Хватаю Соколова за грудки и вколачиваю в стену с такой силой, что боль отдается в локтях обеих рук. Я хочу врезать ему со все дури, стереть это выражение лица, месить его рожу кулаком, пока не обнажатся кости черепа, пока не посыплются зубы. Но своих уродовать нельзя. За своих Андреич может и попереть. Мне странно, что я помню об этом в такой момент, но я помню. Я не должен оставлять следов на этой мерзкой роже, и поэтому сжимаю мертвой хваткой глотку.

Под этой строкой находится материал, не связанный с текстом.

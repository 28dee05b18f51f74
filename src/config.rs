//! Configuration loading and management.

use crate::types::WorkItemStatus;
use anyhow::{Context, Result};
use serde::{Deserialize, Serialize};
use std::path::{Path, PathBuf};

/// Project-local configuration file, relative to the working directory.
pub const PROJECT_CONFIG_PATH: &str = ".catalog-materializer/config.yaml";

/// Materializer configuration.
#[derive(Debug, Clone, Default, PartialEq, Serialize, Deserialize)]
pub struct Config {
    #[serde(default)]
    pub server: ServerConfig,

    #[serde(default)]
    pub materialize: MaterializeConfig,
}

/// Storage configuration.
#[derive(Debug, Clone, PartialEq, Serialize, Deserialize)]
pub struct ServerConfig {
    /// Path to the SQLite database file.
    #[serde(default = "default_db_path")]
    pub db_path: PathBuf,

    /// How long a writer waits for a competing transaction, in milliseconds.
    #[serde(default = "default_busy_timeout")]
    pub busy_timeout_ms: u64,
}

impl Default for ServerConfig {
    fn default() -> Self {
        Self {
            db_path: default_db_path(),
            busy_timeout_ms: default_busy_timeout(),
        }
    }
}

fn default_db_path() -> PathBuf {
    PathBuf::from(".catalog-materializer/materializer.db")
}

fn default_busy_timeout() -> u64 {
    5000
}

/// Behaviour of the materialization pipeline.
#[derive(Debug, Clone, PartialEq, Serialize, Deserialize)]
pub struct MaterializeConfig {
    /// Create catalog subtasks the caller did not list, when their parent was
    /// selected. A request's `explicitSelectionOnly` overrides this.
    #[serde(default = "default_backfill")]
    pub backfill_subtasks: bool,

    /// Status assigned to freshly created work items.
    #[serde(default)]
    pub initial_status: WorkItemStatus,
}

impl Default for MaterializeConfig {
    fn default() -> Self {
        Self {
            backfill_subtasks: default_backfill(),
            initial_status: WorkItemStatus::default(),
        }
    }
}

fn default_backfill() -> bool {
    true
}

impl Config {
    /// Load configuration from file.
    pub fn load<P: AsRef<Path>>(path: P) -> Result<Self> {
        let path = path.as_ref();
        let content = std::fs::read_to_string(path)
            .with_context(|| format!("Failed to read config file {}", path.display()))?;
        let config: Config = serde_yaml::from_str(&content)
            .with_context(|| format!("Failed to parse config file {}", path.display()))?;
        Ok(config)
    }

    /// Load configuration from default locations or return defaults.
    ///
    /// Project config wins over user config; environment variables are
    /// applied on top of whichever was found.
    pub fn load_or_default() -> Self {
        let mut config = Self::load(PROJECT_CONFIG_PATH)
            .ok()
            .or_else(|| user_config_path().and_then(|p| Self::load(p).ok()))
            .unwrap_or_default();
        config.apply_env(|key| std::env::var(key).ok());
        config
    }

    /// Apply environment overrides through a lookup function.
    pub fn apply_env<F>(&mut self, lookup: F)
    where
        F: Fn(&str) -> Option<String>,
    {
        if let Some(db_path) = lookup("CATALOG_MATERIALIZER_DB_PATH") {
            self.server.db_path = PathBuf::from(db_path);
        }

        if let Some(timeout) = lookup("CATALOG_MATERIALIZER_BUSY_TIMEOUT_MS") {
            if let Ok(timeout) = timeout.parse() {
                self.server.busy_timeout_ms = timeout;
            }
        }

        if let Some(backfill) = lookup("CATALOG_MATERIALIZER_BACKFILL_SUBTASKS") {
            match backfill.to_lowercase().as_str() {
                "1" | "true" | "yes" | "on" => self.materialize.backfill_subtasks = true,
                "0" | "false" | "no" | "off" => self.materialize.backfill_subtasks = false,
                _ => {}
            }
        }
    }

    /// Ensure the database directory exists.
    pub fn ensure_db_dir(&self) -> Result<()> {
        if let Some(parent) = self.server.db_path.parent() {
            if !parent.as_os_str().is_empty() {
                std::fs::create_dir_all(parent)?;
            }
        }
        Ok(())
    }
}

fn user_config_path() -> Option<PathBuf> {
    dirs::home_dir().map(|home| home.join(".catalog-materializer").join("config.yaml"))
}

#[cfg(test)]
mod tests {
    use super::*;
    use std::collections::HashMap;

    #[test]
    fn defaults_enable_backfill() {
        let config = Config::default();
        assert!(config.materialize.backfill_subtasks);
        assert_eq!(config.materialize.initial_status, WorkItemStatus::Open);
        assert_eq!(config.server.busy_timeout_ms, 5000);
    }

    #[test]
    fn load_partial_yaml_fills_defaults() {
        let dir = tempfile::tempdir().unwrap();
        let path = dir.path().join("config.yaml");
        std::fs::write(
            &path,
            "materialize:\n  backfill_subtasks: false\n  initial_status: in_progress\n",
        )
        .unwrap();

        let config = Config::load(&path).unwrap();
        assert!(!config.materialize.backfill_subtasks);
        assert_eq!(config.materialize.initial_status, WorkItemStatus::InProgress);
        assert_eq!(config.server, ServerConfig::default());
    }

    #[test]
    fn load_reports_missing_file() {
        let dir = tempfile::tempdir().unwrap();
        let err = Config::load(dir.path().join("absent.yaml")).unwrap_err();
        assert!(err.to_string().contains("Failed to read config file"));
    }

    #[test]
    fn env_overrides_apply() {
        let env: HashMap<&str, &str> = HashMap::from([
            ("CATALOG_MATERIALIZER_DB_PATH", "/tmp/other.db"),
            ("CATALOG_MATERIALIZER_BUSY_TIMEOUT_MS", "250"),
            ("CATALOG_MATERIALIZER_BACKFILL_SUBTASKS", "off"),
        ]);
        let mut config = Config::default();
        config.apply_env(|key| env.get(key).map(|v| v.to_string()));

        assert_eq!(config.server.db_path, PathBuf::from("/tmp/other.db"));
        assert_eq!(config.server.busy_timeout_ms, 250);
        assert!(!config.materialize.backfill_subtasks);
    }

    #[test]
    fn env_ignores_unparseable_values() {
        let mut config = Config::default();
        config.apply_env(|key| match key {
            "CATALOG_MATERIALIZER_BUSY_TIMEOUT_MS" => Some("soon".to_string()),
            "CATALOG_MATERIALIZER_BACKFILL_SUBTASKS" => Some("maybe".to_string()),
            _ => None,
        });
        assert_eq!(config, Config::default());
    }
}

Придурок хрипит и задыхается, выпучив ошалелые глаза. Я надавливаю сильнее, предвкушая тот момент, когда зрачки мудака начнут закатываться вверх, когда он потеряет сознание и свалится на пол вонючей кучей бесполезного дерьма. Давлю сильно, потеряв контроль над своим гневом, когда вдруг чувствую касание тонких пальцев к своему бицепсу.
— Игнат. — Слышу напуганный, но требовательный голос у меня за спиной. Тонкие пальцы обхватывают плечо и надавливают, тянут, пытаясь оттащить меня от задыхающегося Соколова. — Игнат, пожалуйста.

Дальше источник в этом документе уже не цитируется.